NEW YORK (TheStreet) -- Growth funds have been leading the pack. During the past year, small growth mutual funds returned 35.8%, compared with 29.7% for small value funds, according to Morningstar.
Now some analysts worry that growth stocks may be too expensive. Maybe so. But if the economy keeps expanding, the rally should continue as growth companies generate record earnings. To bet that the bull market will persist, consider the hot growth funds from RS Funds.
During the past year, RS Growth (RSGRX) returned 38.6%, outperforming 94% of its large growth peers and topping the S&P 500 by 10 percentage points. Other funds that finished in the top 10% of their categories include RS Mid Cap Growth (RMOX) and RS Small Cap Growth (RSEGX).
All the RS growth funds seek stocks that can deliver double-digit earnings gains consistently for the next four or five years. The aim is to find companies that can grow because they have compelling advantages, such as new products or low-cost production.
While some of the RS funds take fledgling businesses, most holdings are proven winners with fat profit margins of more than 20%. Such high-quality growth stars prospered in the roaring bull market of 2013. Among the big winners for RS Growth last year were Facebook (FB) and Google (GOOG).
While the recent returns were compelling, investors should keep in mind that the RS managers are willing to pay above-average prices for the best companies. The expensive stocks can drop rapidly in downturns. During the market meltdown of 2008, most of the RS growth funds suffered big losses and finished in the bottom half of their categories.
RS portfolio manager Scott Tracy concedes that the price-earnings multiples of his portfolios are higher than they were a few years ago. But Tracy says that the prices are justified because the RS holdings stand to enjoy big earnings gains as the economy grows. "We are seeing a lot of earnings growth from our companies," he says.
In their disciplined approach, the RS managers estimate future growth of each holding and develop yardsticks to judge the progress. Companies may be expected to open a certain number of facilities or increase market share by a target amount. If a company fails to achieve the goal, the managers begin considering whether to sell.
One holding in RS Small Cap Growth is MarketAxess Holdings (MKTX), which operates an electronic system that enables cost-efficient bond trading.
When RS began buying the stock about four years ago, MarketAxess controlled 7% of its market. The analysts figured that the growing business could control 15% in the next five years. The business met the target.

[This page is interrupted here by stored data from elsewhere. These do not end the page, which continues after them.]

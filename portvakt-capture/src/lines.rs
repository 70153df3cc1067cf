//! Line-oriented view over capture output.

use std::path::Path;

use async_trait::async_trait;
use tokio::fs::File;
use tokio::io::{AsyncBufRead, AsyncBufReadExt, BufReader};

use crate::error::CaptureError;

/// A source of capture text, one line at a time, in arrival order.
#[async_trait]
pub trait LineSource: Send {
    /// Returns the next line without its terminator, or `None` at end of stream.
    async fn next_line(&mut self) -> Result<Option<String>, CaptureError>;
}

/// Splits any buffered reader into lines.
///
/// Bytes that are not valid UTF-8 are replaced rather than treated as a read
/// error; capture payloads routinely contain binary data. A trailing `\r` is
/// stripped along with the `\n`.
pub struct LineReader<R> {
    reader: R,
    buf: Vec<u8>,
}

impl<R: AsyncBufRead + Unpin + Send> LineReader<R> {
    pub fn new(reader: R) -> Self {
        Self {
            reader,
            buf: Vec::with_capacity(512),
        }
    }
}

impl LineReader<BufReader<File>> {
    /// Opens a saved capture text file for replay.
    pub async fn open<P: AsRef<Path>>(path: P) -> Result<Self, CaptureError> {
        let path = path.as_ref();
        let file = File::open(path).await.map_err(|source| CaptureError::Open {
            path: path.to_path_buf(),
            source,
        })?;
        Ok(Self::new(BufReader::new(file)))
    }
}

#[async_trait]
impl<R: AsyncBufRead + Unpin + Send> LineSource for LineReader<R> {
    async fn next_line(&mut self) -> Result<Option<String>, CaptureError> {
        self.buf.clear();
        let read = self
            .reader
            .read_until(b'\n', &mut self.buf)
            .await
            .map_err(CaptureError::Read)?;
        if read == 0 {
            return Ok(None);
        }

        if self.buf.last() == Some(&b'\n') {
            self.buf.pop();
            if self.buf.last() == Some(&b'\r') {
                self.buf.pop();
            }
        }
        Ok(Some(String::from_utf8_lossy(&self.buf).into_owned()))
    }
}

Now the RS managers are continuing to hold the stock because they believe that the company can control 30% of the market in the next five years.
"They are using their technology to transform the European industry," Tracy says.

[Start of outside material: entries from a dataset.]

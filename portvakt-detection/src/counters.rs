//! ## portvakt-detection::counters
//! **Per-address failure counts with thread-safe updates**
//!
//! Entries are created by the first failure from an address and afterwards
//! only incremented or reset to zero; nothing is evicted for the lifetime of
//! the process.

use std::collections::HashMap;

use parking_lot::RwLock;

#[derive(Debug, Default)]
pub struct FailureCounters {
    attempts: RwLock<HashMap<String, u32>>,
}

impl FailureCounters {
    pub fn new() -> Self {
        Self::default()
    }

    /// Increments the count for `address` and returns the new value.
    pub fn record_failure(&self, address: &str) -> u32 {
        let mut attempts = self.attempts.write();
        if let Some(count) = attempts.get_mut(address) {
            *count = count.saturating_add(1);
            return *count;
        }
        attempts.insert(address.to_string(), 1);
        1
    }

    /// Sets the count for `address` back to zero.
    pub fn reset(&self, address: &str) {
        if let Some(count) = self.attempts.write().get_mut(address) {
            *count = 0;
        }
    }

    /// Current count for `address`, `None` if it never failed.
    pub fn attempts(&self, address: &str) -> Option<u32> {
        self.attempts.read().get(address).copied()
    }

    /// Number of distinct addresses seen.
    pub fn len(&self) -> usize {
        self.attempts.read().len()
    }

    pub fn is_empty(&self) -> bool {
        self.attempts.read().is_empty()
    }
}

MarketAxess isn't cheap. The stock has a P/E multiple of 34. But its revenue rose 34% last quarter, and the company has a profit margin of 31%.
One holding in RS Mid Cap Growth is Core Laboratories (CLB), which takes core samples and uses other techniques to help drillers locate oil and gas.
When RS started buying the stock five years ago, the company had operations in about 400 of the largest 4,000 oil fields. Now the company is in 1,000 fields, and RS figures that the business can grow to serve 2,000.
"Core Laboratories has new products that will allow it to penetrate more oil fields," Tracy says.
One holding in RS Growth is Precision Castparts (PCP), which makes parts for aircraft. The company's revenue rose 23% in the last quarter. Tracy says that Precision Castparts will take market share from competitors by producing parts that are lighter and stronger.
At the time of publication, the author had no position in any of the stocks mentioned.
This article represents the opinion of a contributor and not necessarily that of TheStreet or its editorial staff.